A company's value is eventually driven by the amount of profit it can generate. In the case of Shopify, that number is highly levered to the number of customers it serves. Each of these customers pays a monthly subscription fee, and the revenue generated has a very low direct cost associated with each dollar paid by the merchant to Shopify. The incremental dollars brought in by the ancillary merchant solutions business adds to the overall success of the company, but not necessarily the success of the stock.
For Shopify's share price to continue to soar higher, the company needs to convince the market that it can keep expanding its customer base. The dilemma it faces has little to do with its business model, and everything to do with its stock price and investors who are wary of falling profit margins.
If Shopify's customer expansion stalls as gross merchandise volume for its merchants keeps expanding, overall gross margin numbers will come down. It is not too hard to imagine that, in the current environment of consumers shopping more online, this scenario will play out. If it does, investors may begin to question the company's sky-high valuation in relation to its earnings power.
But the merchant solutions business, in addition to creating incremental profit, should be recognized for creating a retention factor among Shopify's clients.
Measuring subscription solutions growth
Shopify measures its subscription solutions growth via "monthly recurring revenue." This metric uses the number of merchants subscribing to Shopify at the end of each quarter, multiplied by the average monthly subscription fee. It is the number that will be the most telling in Shopify's earnings report, as it will give insight into growth in the number of merchants utilitizing Shopify's platform, along with any increase in subscription prices.
Shopify's monthly recurring revenue Image source: Shopify.
We'll know more on Wednesday
Keeping a long-term perspective is important when looking at quarterly results. At the end of Q3, Shopify's 325,000 active merchants were just a drop in the bucket, considering there are 10 million small and medium-size businesses in the geographic areas the company serves. This gives the company a long runway to work with.

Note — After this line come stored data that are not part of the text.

/// How a book group ended up this run
#[derive(Debug, PartialEq, Eq)]
pub enum Outcome {
    /// Identity is ignored; nothing was done
    Ignored,
    /// Decision postponed to a future run
    Postponed,
    /// Notes rendered and pushed under the bound key
    Bound { key: String, upload: UploadResult },
    /// Transport failed; skipped for this run only, cache untouched
    Skipped { reason: String },
}

/// Drives the per-book resolution state machine
pub struct Resolver<'a> {
    cache: &'a mut SyncCache,
    service: &'a dyn ReferenceService,
    decisions: &'a mut dyn DecisionProvider,
    notes_dir: PathBuf,
}

impl<'a> Resolver<'a> {
    pub fn new(
        cache: &'a mut SyncCache,
        service: &'a dyn ReferenceService,
        decisions: &'a mut dyn DecisionProvider,
        notes_dir: PathBuf,
    ) -> Self {
        Self {
            cache,
            service,
            decisions,
            notes_dir,
        }
    }

    /// Resolve one book group
    ///
    /// The group must share a single title/author pair; a mixed group is a
    /// hard error, as is a cache write failure.
    pub fn resolve_group(&mut self, group: &[Clipping]) -> Result<Outcome> {
        let (title, author) = models::title_author(group)?;
        let key = SyncKey::new(title, author);

        match self.cache.get(&key) {
            Some(Disposition::Ignored) => Ok(Outcome::Ignored),
            Some(Disposition::Bound(remote_key)) => self.push_notes(&key, &remote_key, group),
            None | Some(Disposition::Deferred) => self.decide(&key, group),
        }
    }

    /// Ask the provider what to do with an undecided book
    fn decide(&mut self, key: &SyncKey, group: &[Clipping]) -> Result<Outcome> {
        let action = self.decisions.choose_action(key)?;

        match action.trim() {
            "i" | "ignore" => {
                self.cache.set(key, Disposition::Ignored)?;
                Ok(Outcome::Ignored)
            }
            "p" | "postpone" => {
                self.cache.set(key, Disposition::Deferred)?;
                Ok(Outcome::Postponed)
            }
            "a" | "add" => self.bind(key, group),
            other => {
                warn!(key = %key, action = other, "unrecognized action, postponing");
                self.cache.set(key, Disposition::Deferred)?;
                Ok(Outcome::Postponed)
            }
        }
    }

    /// Search for candidates and let the provider pick one
    fn bind(&mut self, key: &SyncKey, group: &[Clipping]) -> Result<Outcome> {
        let candidates = match self.service.search(&normalize_query(&key.title)) {
            Ok(candidates) => candidates,
            Err(e) => {
                warn!(key = %key, error = %e, "candidate search failed, skipping for this run");
                return Ok(Outcome::Skipped {
                    reason: e.to_string(),
                });
            }
        };

        let answer = self.decisions.choose_candidate(key, &candidates)?;
        let answer = answer.trim();

        if let Some(command) = answer.strip_prefix('!') {
            return match command {
                "i" | "ignore" => {
                    self.cache.set(key, Disposition::Ignored)?;
                    Ok(Outcome::Ignored)
                }
                "p" | "postpone" => {
                    self.cache.set(key, Disposition::Deferred)?;
                    Ok(Outcome::Postponed)
                }
                "a" | "add" => {
                    warn!(key = %key, "every candidate has already been shown, postponing");
                    self.cache.set(key, Disposition::Deferred)?;
                    Ok(Outcome::Postponed)
                }
                other => {
                    warn!(key = %key, command = other, "unrecognized command, postponing");
                    self.cache.set(key, Disposition::Deferred)?;
                    Ok(Outcome::Postponed)
                }
            };
        }

        if candidates.iter().any(|c| c.key == answer) {
            self.cache.set(key, Disposition::Bound(answer.to_string()))?;
            self.push_notes(key, answer, group)
        } else {
            warn!(key = %key, answer, "not one of the presented candidate keys, postponing");
            self.cache.set(key, Disposition::Deferred)?;
            Ok(Outcome::Postponed)
        }
    }

    /// Render the group to Markdown and push it under its bound key
    ///
    /// The rendered file also serves as the local notes export. An upload
    /// failure leaves the binding in place; the next run retries.
    fn push_notes(&mut self, key: &SyncKey, remote_key: &str, group: &[Clipping]) -> Result<Outcome> {
        let body = export::render_markdown(group)?;
        let filename = format!("{}.md", export::book_filename(&key.title, &key.author));
        let path = self.notes_dir.join(filename);
        atomic_write(&path, body.as_bytes())?;

        match self.service.upload(&path, remote_key) {
            Ok(upload) => Ok(Outcome::Bound {
                key: remote_key.to_string(),
                upload,
            }),
            Err(e) => {
                warn!(key = %key, error = %e, "upload failed, skipping for this run");
                Ok(Outcome::Skipped {
                    reason: e.to_string(),
                })
            }
        }
    }
}
//! Clippings file grammar parser
//!
//! Splits a raw clippings export on the `==========` item delimiter and
//! decodes each item into a [`Clipping`]. An item is exactly three non-blank
//! lines:
//!
//! ```text
//! <artifact>How We Learn (Stanislas Dehaene)
//! - Your Highlight on Location 3824-3826 | Added on Thursday, December 2, 2021 10:05:32 PM
//!
//! The new idea is that during sleep, our brain works in the opposite direction...
//! ```
//!
//! The first three bytes of the title line are an opaque encoding artifact
//! and are dropped without being decoded.
//!
//! Error policy: the first malformed item aborts the whole file. The error
//! carries the item's position and a snippet of its raw text, and a
//! malformed item never produces defaulted fields.

use chrono::NaiveDateTime;
use thiserror::Error;
use tracing::warn;

use crate::models::{ClipKind, Clipping};

/// Separator between items in the export file
pub const ITEM_DELIMITER: &str = "==========";

/// Prefix of the metadata line; the kind tag follows it
const KIND_MARKER: &str = "- Your ";

/// Prefix of the date clause inside the metadata line
const DATE_MARKER: &str = "Added on ";

/// Splits the metadata line into location and date clauses
const META_SPLIT: char = '|';

/// Date format used by the export, e.g. "Thursday, December 2, 2021 10:05:32 PM"
const DATE_FORMAT: &str = "%A, %B %d, %Y %I:%M:%S %p";

/// Length of the encoding artifact at the start of every title line
const TITLE_ARTIFACT_LEN: usize = 3;

/// Errors raised while decoding a clippings export
///
/// Every variant carries the 1-based item position within the file.
#[derive(Error, Debug)]
pub enum ParseError {
    /// Wrong number of non-blank lines in an item
    #[error("item {index}: expected 3 non-blank lines (title, metadata, body), found {found}:\n{snippet}")]
    Structure {
        index: usize,
        found: usize,
        snippet: String,
    },

    /// Metadata line does not start with the `- Your ` marker
    #[error("item {index}: metadata line must start with '{KIND_MARKER}', got '{line}'")]
    BadMarker { index: usize, line: String },

    /// Kind tag is neither `Highlight` nor `Note`
    #[error("item {index}: unknown clipping kind '{kind}' in:\n{snippet}")]
    UnknownKind {
        index: usize,
        kind: String,
        snippet: String,
    },

    /// Metadata line has no `|` between location and date clauses
    #[error("item {index}: metadata line has no '{META_SPLIT}' separator: '{line}'")]
    MissingMetaSplit { index: usize, line: String },

    /// Date clause does not contain the `Added on ` marker
    #[error("item {index}: no '{DATE_MARKER}' marker in date clause '{clause}'")]
    MissingDateMarker { index: usize, clause: String },

    /// Date text does not match the export's date format
    #[error("item {index}: could not parse date '{text}': {source}")]
    BadDate {
        index: usize,
        text: String,
        #[source]
        source: chrono::ParseError,
    },
}

/// Parse a whole clippings export into records
///
/// Blank fragments between delimiters are discarded. Aborts on the first
/// malformed item.
pub fn parse_clippings(raw: &str) -> Result<Vec<Clipping>, ParseError> {
    raw.split(ITEM_DELIMITER)
        .filter(|fragment| !fragment.trim().is_empty())
        .enumerate()
        .map(|(i, fragment)| parse_item(i + 1, fragment))
        .collect()
}

/// Parse a single item fragment
fn parse_item(index: usize, raw: &str) -> Result<Clipping, ParseError> {
    let lines: Vec<&str> = raw
        .lines()
        .map(str::trim)
        .filter(|line| !line.is_empty())
        .collect();

    let &[line_title, line_meta, line_body] = lines.as_slice() else {
        return Err(ParseError::Structure {
            index,
            found: lines.len(),
            snippet: snippet(raw),
        });
    };

    let (title, author) = split_title_author(line_title);

    let rest = line_meta
        .strip_prefix(KIND_MARKER)
        .ok_or_else(|| ParseError::BadMarker {
            index,
            line: line_meta.to_string(),
        })?;

    let kind = match rest.split_whitespace().next().unwrap_or_default() {
        "Highlight" => ClipKind::Highlight,
        "Note" => ClipKind::Note,
        other => {
            return Err(ParseError::UnknownKind {
                index,
                kind: other.to_string(),
                snippet: snippet(raw),
            })
        }
    };

    let (location_clause, date_clause) =
        line_meta
            .split_once(META_SPLIT)
            .ok_or_else(|| ParseError::MissingMetaSplit {
                index,
                line: line_meta.to_string(),
            })?;

    // "on Location 3824-3826" / "on Page 12" - the range is the last token
    let location = location_clause
        .split_whitespace()
        .last()
        .unwrap_or_default()
        .to_string();

    let date = date_clause
        .trim()
        .strip_prefix(DATE_MARKER)
        .ok_or_else(|| ParseError::MissingDateMarker {
            index,
            clause: date_clause.trim().to_string(),
        })?
        .trim()
        .to_string();

    let date_unix = NaiveDateTime::parse_from_str(&date, DATE_FORMAT)
        .map_err(|source| ParseError::BadDate {
            index,
            text: date.clone(),
            source,
        })?
        .and_utc()
        .timestamp();

    Ok(match kind {
        ClipKind::Highlight => Clipping::highlight(title, author, location, date, date_unix, line_body),
        _ => Clipping::note(title, author, location, date, date_unix, line_body),
    })
}

/// Extract title and author from the first line of an item
///
/// The leading encoding artifact is dropped byte-wise before any pattern
/// matching. Two formats are recognized, in this order:
///
/// 1. Parenthetical (epub exports): `Title (Author)` - everything before the
///    last `(` is the title, the trailing parenthetical is the author.
/// 2. Hyphen-segmented (managed libraries): `author - year - title`, with
///    underscores standing in for spaces. Only used when the line has
///    exactly two `-` and no `(`.
///
/// Anything else falls back to the whole line as title with an empty author;
/// the anomaly is logged but does not fail the parse.
fn split_title_author(line: &str) -> (String, String) {
    let stripped = line.as_bytes().get(TITLE_ARTIFACT_LEN..).unwrap_or_default();
    let line = String::from_utf8_lossy(stripped);

    if let Some(paren) = line.rfind('(') {
        let title = line[..paren].trim().to_string();
        let author = line[paren..]
            .trim_matches(&[' ', '\t', '\n', '(', ')'][..])
            .trim()
            .to_string();
        return (title, author);
    }

    if line.matches('-').count() == 2 {
        let mut segments = line.splitn(3, '-');
        let author = segments.next().unwrap_or_default();
        let _year = segments.next();
        let title = segments.next().unwrap_or_default();
        return (
            title.replace('_', " ").trim().to_string(),
            author.replace('_', " ").trim().to_string(),
        );
    }

    warn!(line = %line, "title line matches no known format, using whole line as title");
    (line.trim().to_string(), String::new())
}

/// First few lines of a fragment, for error context
fn snippet(raw: &str) -> String {
    const MAX_LEN: usize = 200;
    let trimmed = raw.trim();
    if trimmed.len() <= MAX_LEN {
        trimmed.to_string()
    } else {
        let mut end = MAX_LEN;
        while !trimmed.is_char_boundary(end) {
            end -= 1;
        }
        format!("{}...", &trimmed[..end])
    }
}
//! Filesystem helpers
//!
//! Atomic writes (write to temp file, then rename) so output files and the
//! sync cache are never left in a partially-written state.

use std::fs::{self, File};
use std::io::Write;
use std::path::Path;

use anyhow::{Context, Result};

/// Write data to a file atomically
///
/// 1. Write to a temporary file in the same directory
/// 2. Sync the file to disk
/// 3. Rename the temp file to the target path
pub fn atomic_write(path: &Path, data: &[u8]) -> Result<()> {
    // Ensure parent directory exists
    if let Some(parent) = path.parent() {
        fs::create_dir_all(parent)
            .with_context(|| format!("Failed to create directory {:?}", parent))?;
    }

    // Create temp file in the same directory (for atomic rename)
    let temp_path = path.with_extension("tmp");

    let mut file = File::create(&temp_path)
        .with_context(|| format!("Failed to create temp file {:?}", temp_path))?;

    file.write_all(data)
        .with_context(|| format!("Failed to write to temp file {:?}", temp_path))?;

    // Sync to disk before rename
    file.sync_all()
        .with_context(|| format!("Failed to sync temp file {:?}", temp_path))?;

    // Atomic rename
    fs::rename(&temp_path, path)
        .with_context(|| format!("Failed to rename {:?} to {:?}", temp_path, path))?;

    Ok(())
}
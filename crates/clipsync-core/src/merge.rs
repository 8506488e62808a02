//! Note/highlight correlation and merging
//!
//! A note made right after a highlight belongs to it: the e-reader exports
//! them as two separate items with the same location end offset and nearly
//! the same timestamp. The merge engine folds each such note into its
//! highlight, producing a single [`ClipKind::MergedNote`] record.
//!
//! Matching is first-fit over highlights in parse order, not best-fit. On
//! ambiguous input (two highlights ending at the same offset within the time
//! window) the earlier highlight wins; switching to best-fit would change
//! output on such inputs and is deliberately avoided. Unmatched notes are
//! retained as standalone records, never dropped.

use thiserror::Error;

use crate::models::{ClipKind, Clipping, ModelError};

/// Maximum distance, in seconds, between a highlight's and a note's
/// timestamps for them to be considered companions.
pub const MERGE_TOLERANCE_SECS: i64 = 10;

/// Errors from the merge engine
#[derive(Error, Debug)]
pub enum MergeError {
    /// Merge input must be parser output; merged records cannot appear in it
    #[error("merge input may only contain highlights and notes, found a merged record for '{title}' at {location}")]
    MergedInput { title: String, location: String },

    /// A record's location could not be interpreted for matching
    #[error(transparent)]
    Model(#[from] ModelError),
}

/// Fold notes into their companion highlights
///
/// The output starts with every highlight in input order. Each note, in
/// input order, replaces the first still-unmerged highlight with a matching
/// location end offset and a timestamp within [`MERGE_TOLERANCE_SECS`];
/// notes with no match are appended unchanged. A highlight that has already
/// absorbed a note is no longer a merge target, so a second note aimed at it
/// falls through to the no-match branch and is retained.
pub fn merge_clippings(items: Vec<Clipping>) -> Result<Vec<Clipping>, MergeError> {
    if let Some(merged) = items.iter().find(|c| c.kind == ClipKind::MergedNote) {
        return Err(MergeError::MergedInput {
            title: merged.title.clone(),
            location: merged.location.clone(),
        });
    }

    let (mut output, notes): (Vec<Clipping>, Vec<Clipping>) = items
        .into_iter()
        .partition(|c| c.kind == ClipKind::Highlight);

    for note in notes {
        match find_target(&output, &note)? {
            Some(idx) => output[idx] = Clipping::merged(&output[idx], &note),
            None => output.push(note),
        }
    }

    Ok(output)
}

/// Index of the first highlight the note can merge into, if any
fn find_target(output: &[Clipping], note: &Clipping) -> Result<Option<usize>, MergeError> {
    let note_end = note.location_end()?;

    for (idx, candidate) in output.iter().enumerate() {
        if candidate.kind != ClipKind::Highlight {
            continue;
        }
        if candidate.location_end()? == note_end
            && (candidate.date_unix - note.date_unix).abs() <= MERGE_TOLERANCE_SECS
        {
            return Ok(Some(idx));
        }
    }

    Ok(None)
}

#[cfg(test)]
mod tests {
    use super::*;

    fn highlight(location: &str, date_unix: i64, text: &str) -> Clipping {
        Clipping::highlight("Book", "Author", location, "date", date_unix, text)
    }

    fn note(location: &str, date_unix: i64, text: &str) -> Clipping {
        Clipping::note("Book", "Author", location, "date", date_unix, text)
    }

    #[test]
    fn test_merge_within_tolerance() {
        let merged = merge_clippings(vec![
            highlight("100-105", 1000, "passage"),
            note("105", 1005, "remark"),
        ])
        .unwrap();

        assert_eq!(merged.len(), 1);
        assert_eq!(merged[0].kind, ClipKind::MergedNote);
        assert_eq!(merged[0].text_highlight.as_deref(), Some("passage"));
        assert_eq!(merged[0].text_note.as_deref(), Some("remark"));
        assert_eq!(merged[0].location, "100-105");
    }

    #[test]
    fn test_tolerance_boundary_is_inclusive() {
        let merged = merge_clippings(vec![
            highlight("100-105", 1000, "passage"),
            note("105", 1000 + MERGE_TOLERANCE_SECS, "remark"),
        ])
        .unwrap();

        assert_eq!(merged.len(), 1);
        assert_eq!(merged[0].kind, ClipKind::MergedNote);
    }

    #[test]
    fn test_note_outside_tolerance_is_retained() {
        let merged = merge_clippings(vec![
            highlight("100-105", 1000, "passage"),
            note("105", 1020, "too late"),
        ])
        .unwrap();

        assert_eq!(merged.len(), 2);
        assert_eq!(merged[0].kind, ClipKind::Highlight);
        assert_eq!(merged[1].kind, ClipKind::Note);
        assert_eq!(merged[1].text_note.as_deref(), Some("too late"));
    }

    #[test]
    fn test_note_with_different_location_is_retained() {
        let merged = merge_clippings(vec![
            highlight("100-105", 1000, "passage"),
            note("200", 1000, "elsewhere"),
        ])
        .unwrap();

        assert_eq!(merged.len(), 2);
        assert_eq!(merged[1].kind, ClipKind::Note);
    }

    #[test]
    fn test_second_note_on_same_highlight_stays_standalone() {
        let merged = merge_clippings(vec![
            highlight("100-105", 1000, "passage"),
            note("105", 1002, "first"),
            note("105", 1004, "second"),
        ])
        .unwrap();

        assert_eq!(merged.len(), 2);
        assert_eq!(merged[0].kind, ClipKind::MergedNote);
        assert_eq!(merged[0].text_note.as_deref(), Some("first"));
        assert_eq!(merged[1].kind, ClipKind::Note);
        assert_eq!(merged[1].text_note.as_deref(), Some("second"));
    }

    #[test]
    fn test_first_fit_prefers_earlier_highlight() {
        // two highlights end at the same offset within the window; the one
        // that was parsed first absorbs the note
        let merged = merge_clippings(vec![
            highlight("90-105", 1000, "earlier"),
            highlight("100-105", 1001, "later"),
            note("105", 1003, "remark"),
        ])
        .unwrap();

        assert_eq!(merged.len(), 2);
        assert_eq!(merged[0].kind, ClipKind::MergedNote);
        assert_eq!(merged[0].text_highlight.as_deref(), Some("earlier"));
        assert_eq!(merged[1].kind, ClipKind::Highlight);
    }

    #[test]
    fn test_highlights_only_pass_through_unchanged() {
        let input = vec![
            highlight("1-2", 10, "a"),
            highlight("3-4", 20, "b"),
        ];
        let merged = merge_clippings(input.clone()).unwrap();
        assert_eq!(merged, input);
    }

    #[test]
    fn test_merged_input_is_precondition_error() {
        let hl = highlight("1-2", 10, "a");
        let nt = note("2", 12, "b");
        let already_merged = Clipping::merged(&hl, &nt);

        assert!(matches!(
            merge_clippings(vec![hl, already_merged]),
            Err(MergeError::MergedInput { .. })
        ));
    }

    #[test]
    fn test_highlight_order_preserved() {
        let merged = merge_clippings(vec![
            highlight("1-2", 10, "a"),
            note("9", 10, "loose"),
            highlight("3-4", 20, "b"),
        ])
        .unwrap();

        // highlights first in parse order, unmatched note appended
        assert_eq!(merged[0].text_highlight.as_deref(), Some("a"));
        assert_eq!(merged[1].text_highlight.as_deref(), Some("b"));
        assert_eq!(merged[2].text_note.as_deref(), Some("loose"));
    }

    #[test]
    fn test_parse_then_merge_end_to_end() {
        let raw = "\u{feff}Book Title (Author Name)\n\
                   - Your Highlight on Location 100-105 | Added on Monday, January 1, 2024 10:00:00 AM\n\
                   \n\
                   Some highlighted text\n\
                   ==========\n\
                   \u{feff}Book Title (Author Name)\n\
                   - Your Note on Location 105 | Added on Monday, January 1, 2024 10:00:05 AM\n\
                   \n\
                   companion remark\n\
                   ==========\n\
                   \u{feff}Book Title (Author Name)\n\
                   - Your Note on Location 105 | Added on Monday, January 1, 2024 10:00:20 AM\n\
                   \n\
                   straggler remark\n\
                   ==========\n";

        let parsed = crate::parser::parse_clippings(raw).unwrap();
        let merged = merge_clippings(parsed).unwrap();

        // the 5s note merged, the 20s note stayed standalone
        assert_eq!(merged.len(), 2);
        assert_eq!(merged[0].kind, ClipKind::MergedNote);
        assert_eq!(merged[0].text_highlight.as_deref(), Some("Some highlighted text"));
        assert_eq!(merged[0].text_note.as_deref(), Some("companion remark"));
        assert_eq!(merged[1].kind, ClipKind::Note);
        assert_eq!(merged[1].text_note.as_deref(), Some("straggler remark"));
    }

    #[test]
    fn test_bad_location_is_error_not_default() {
        let result = merge_clippings(vec![
            highlight("100-105", 1000, "passage"),
            note("chapter-three", 1000, "remark"),
        ]);

        assert!(matches!(
            result,
            Err(MergeError::Model(ModelError::BadLocation { .. }))
        ));
    }
}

When the company reports, if the market gets distracted by a robust holiday-sales-fueled merchant solutions number that causes a decline in gross margins, the share price may pull back. If that happens and the monthly recurring revenue still looks strong, it might be the ideal time for a Foolish investor to buy shares. Don't be distracted by the overall gross margin -- the monthly recurring revenue is the key metric to keep an eye on.